## Work request
Go to the line below containing "self.composition.total(self.slack)" and print exactly from there through the line containing "pub fn set_default(self)", both included. Print nothing else.
Segment Start: Records provided
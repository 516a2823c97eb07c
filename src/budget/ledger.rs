use std::fmt;

use log::debug;
use serde::Serialize;

use super::{
    approx_dp::ApproxDPBudget,
    composition::Composition,
    registry::SharedLedger,
    traits::{Filter, FilterStatus},
};
use crate::errors::LedgerError;

/// Number of spent entries shown by `Display` before eliding the rest.
const DISPLAYED_SPENDS: usize = 5;

/// Tracks the privacy budget spent against a fixed (epsilon, delta) capacity.
///
/// Spends are composed with
/// [`composed_total`](super::composition::composed_total): sequentially when
/// `slack` is zero, with the advanced composition bound otherwise. The ledger
/// is exhausted whenever no further positive spend fits; this is recomputed
/// on each call rather than stored.
#[derive(Debug, Clone, Serialize)]
pub struct BudgetLedger {
    /// Total budget. When epsilon is infinite, delta is 1.
    capacity: ApproxDPBudget,

    /// Part of the delta capacity reserved for the composition bound.
    slack: f64,

    /// Spends in chronological order. Append-only.
    spent: Vec<ApproxDPBudget>,

    /// `spent`, folded. Updated together with it.
    #[serde(skip)]
    composition: Composition,
}

impl Default for BudgetLedger {
    fn default() -> Self {
        Self::unbounded()
    }
}

impl BudgetLedger {
    /// A ledger that admits every well-formed spend.
    pub fn unbounded() -> Self {
        Self {
            capacity: ApproxDPBudget::UNBOUNDED,
            slack: 0.0,
            spent: vec![],
            composition: Composition::default(),
        }
    }

    pub fn new(epsilon: f64, delta: f64) -> Result<Self, LedgerError> {
        Self::from_parts(epsilon, delta, 0.0, &[])
    }

    pub fn with_slack(
        epsilon: f64,
        delta: f64,
        slack: f64,
    ) -> Result<Self, LedgerError> {
        Self::from_parts(epsilon, delta, slack, &[])
    }

    /// Builds a ledger with capacity `(epsilon, delta)`, reserving `slack` of
    /// the delta capacity for advanced composition, and replays
    /// `spent_budget` as if each entry had been spent in order.
    pub fn from_parts(
        epsilon: f64,
        delta: f64,
        slack: f64,
        spent_budget: &[(f64, f64)],
    ) -> Result<Self, LedgerError> {
        ApproxDPBudget::validate(epsilon, delta).map_err(|err| {
            LedgerError::InvalidConfig(format!("total budget: {err}"))
        })?;
        if !(0.0..=delta).contains(&slack) {
            return Err(LedgerError::InvalidConfig(format!(
                "slack must be in [0, {delta}], got {slack}"
            )));
        }

        let capacity = if epsilon == f64::INFINITY {
            ApproxDPBudget::UNBOUNDED
        } else {
            ApproxDPBudget::new(epsilon, delta)
        };

        let mut ledger = Self {
            capacity,
            slack,
            spent: Vec::with_capacity(spent_budget.len()),
            composition: Composition::default(),
        };
        for (index, &(epsilon, delta)) in spent_budget.iter().enumerate() {
            let entry = ApproxDPBudget::try_new(epsilon, delta).map_err(|err| {
                LedgerError::InvalidConfig(format!(
                    "spent budget entry {index}: {err}"
                ))
            })?;
            ledger.spend_request(entry)?;
        }

        Ok(ledger)
    }

    /// Checks that spending `(epsilon, delta)` is well-formed and stays within
    /// the capacity. Never modifies the ledger.
    pub fn check(&self, epsilon: f64, delta: f64) -> Result<(), LedgerError> {
        self.check_request(&ApproxDPBudget::new(epsilon, delta))
    }

    pub fn check_request(
        &self,
        requested: &ApproxDPBudget,
    ) -> Result<(), LedgerError> {
        ApproxDPBudget::validate(requested.epsilon.value(), requested.delta)?;

        // Unbounded ledgers accept every request, even infinite ones.
        if self.capacity.epsilon.is_infinite() {
            return Ok(());
        }

        let composed = self.composition.with(requested).total(self.slack);

        if composed.fits_within(&self.capacity) {
            Ok(())
        } else {
            debug!(
                "Rejecting {requested}: composed total {composed} exceeds {}",
                self.capacity
            );
            Err(LedgerError::BudgetExceeded {
                requested: *requested,
                composed,
                capacity: self.capacity,
            })
        }
    }

    /// Records a spend of `(epsilon, delta)` if [`Self::check`] accepts it.
    /// On error the ledger is unchanged.
    pub fn spend(
        &mut self,
        epsilon: f64,
        delta: f64,
    ) -> Result<&mut Self, LedgerError> {
        self.spend_request(ApproxDPBudget::new(epsilon, delta))
    }

    pub fn spend_request(
        &mut self,
        requested: ApproxDPBudget,
    ) -> Result<&mut Self, LedgerError> {
        self.check_request(&requested)?;
        self.spent.push(requested);
        self.composition = self.composition.with(&requested);
        debug!("Spent {requested}, total is now {}", self.total());
        Ok(self)
    }

    /// Sequential composition of everything spent so far.
    pub fn total(&self) -> ApproxDPBudget {
        self.composition.basic()
    }

    /// Composition of everything spent so far under the ledger's slack. This
    /// is the figure compared against the capacity.
    pub fn composed_total(&self) -> ApproxDPBudget {
        self.composition.total(self.slack)
    }

    /// Largest budget each of `k` further identical queries may spend.
    pub fn remaining(&self, k: usize) -> Result<ApproxDPBudget, LedgerError> {
        self.composition.remaining(&self.capacity, self.slack, k)
    }

    /// Changes the slack, as long as the spends so far still fit.
    pub fn set_slack(&mut self, slack: f64) -> Result<(), LedgerError> {
        if !(0.0..=self.capacity.delta).contains(&slack) {
            return Err(LedgerError::InvalidConfig(format!(
                "slack must be in [0, {}], got {slack}",
                self.capacity.delta
            )));
        }

        let composed = self.composition.total(slack);
        if !self.capacity.epsilon.is_infinite()
            && !composed.fits_within(&self.capacity)
        {
            return Err(LedgerError::SlackExceedsBudget { slack });
        }

        self.slack = slack;
        Ok(())
    }

    pub fn epsilon(&self) -> f64 {
        self.capacity.epsilon.value()
    }

    pub fn delta(&self) -> f64 {
        self.capacity.delta
    }

    pub fn capacity(&self) -> ApproxDPBudget {
        self.capacity
    }

    pub fn slack(&self) -> f64 {
        self.slack
    }

    pub fn spent_budget(&self) -> &[ApproxDPBudget] {
        &self.spent
    }

    pub fn into_shared(self) -> SharedLedger {
        SharedLedger::new(self)
    }

    /// Shares this ledger and pushes it onto the thread's default stack.
    pub fn set_default(self) -> SharedLedger {
        self.into_shared().set_default()
    }
}

impl fmt::Display for BudgetLedger {
    fn fmt(&self, f: &mut fmt::Formatter<'_>) -> fmt::Result {
        let mut params = vec![];
        if !self.capacity.epsilon.is_infinite() {
            params.push(format!("epsilon={}", self.capacity.epsilon));
        }
        if self.capacity.delta != 1.0 {
            params.push(format!("delta={}", self.capacity.delta));
        }
        if self.slack > 0.0 {
            params.push(format!("slack={}", self.slack));
        }
        if !self.spent.is_empty() {
            let mut entries: Vec<String> = self
                .spent
                .iter()
                .take(DISPLAYED_SPENDS)
                .map(ToString::to_string)
                .collect();
            if self.spent.len() > DISPLAYED_SPENDS {
                entries.push("...".to_string());
            }
            params.push(format!("spent_budget=[{}]", entries.join(", ")));
        }

        write!(f, "BudgetLedger({})", params.join(", "))
    }
}

impl Filter<ApproxDPBudget> for BudgetLedger {
    type Error = LedgerError;

    fn new(capacity: ApproxDPBudget) -> Result<Self, Self::Error> {
        Self::from_parts(capacity.epsilon.value(), capacity.delta, 0.0, &[])
    }

    fn can_consume(
        &self,
        budget: &ApproxDPBudget,
    ) -> Result<FilterStatus, Self::Error> {
        filter_status(self.check_request(budget))
    }

    fn try_consume(
        &mut self,
        budget: &ApproxDPBudget,
    ) -> Result<FilterStatus, Self::Error> {
        filter_status(self.spend_request(*budget).map(|_| ()))
    }

    fn remaining_budget(&self) -> Result<ApproxDPBudget, Self::Error> {
        self.remaining(1)
    }
}

/// Out-of-budget is a filter outcome, not an error.
fn filter_status(
    result: Result<(), LedgerError>,
) -> Result<FilterStatus, LedgerError> {
    match result {
        Ok(()) => Ok(FilterStatus::Continue),
        Err(err) if err.is_budget_exceeded() => Ok(FilterStatus::OutOfBudget),
        Err(err) => Err(err),
    }
}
Segment End: Records provided
## Task output
        self.composition.total(self.slack)
    }

    /// Largest budget each of `k` further identical queries may spend.
    pub fn remaining(&self, k: usize) -> Result<ApproxDPBudget, LedgerError> {
        self.composition.remaining(&self.capacity, self.slack, k)
    }

    /// Changes the slack, as long as the spends so far still fit.
    pub fn set_slack(&mut self, slack: f64) -> Result<(), LedgerError> {
        if !(0.0..=self.capacity.delta).contains(&slack) {
            return Err(LedgerError::InvalidConfig(format!(
                "slack must be in [0, {}], got {slack}",
                self.capacity.delta
            )));
        }

        let composed = self.composition.total(slack);
        if !self.capacity.epsilon.is_infinite()
            && !composed.fits_within(&self.capacity)
        {
            return Err(LedgerError::SlackExceedsBudget { slack });
        }

        self.slack = slack;
        Ok(())
    }

    pub fn epsilon(&self) -> f64 {
        self.capacity.epsilon.value()
    }

    pub fn delta(&self) -> f64 {
        self.capacity.delta
    }

    pub fn capacity(&self) -> ApproxDPBudget {
        self.capacity
    }

    pub fn slack(&self) -> f64 {
        self.slack
    }

    pub fn spent_budget(&self) -> &[ApproxDPBudget] {
        &self.spent
    }

    pub fn into_shared(self) -> SharedLedger {
        SharedLedger::new(self)
    }

    /// Shares this ledger and pushes it onto the thread's default stack.
    pub fn set_default(self) -> SharedLedger {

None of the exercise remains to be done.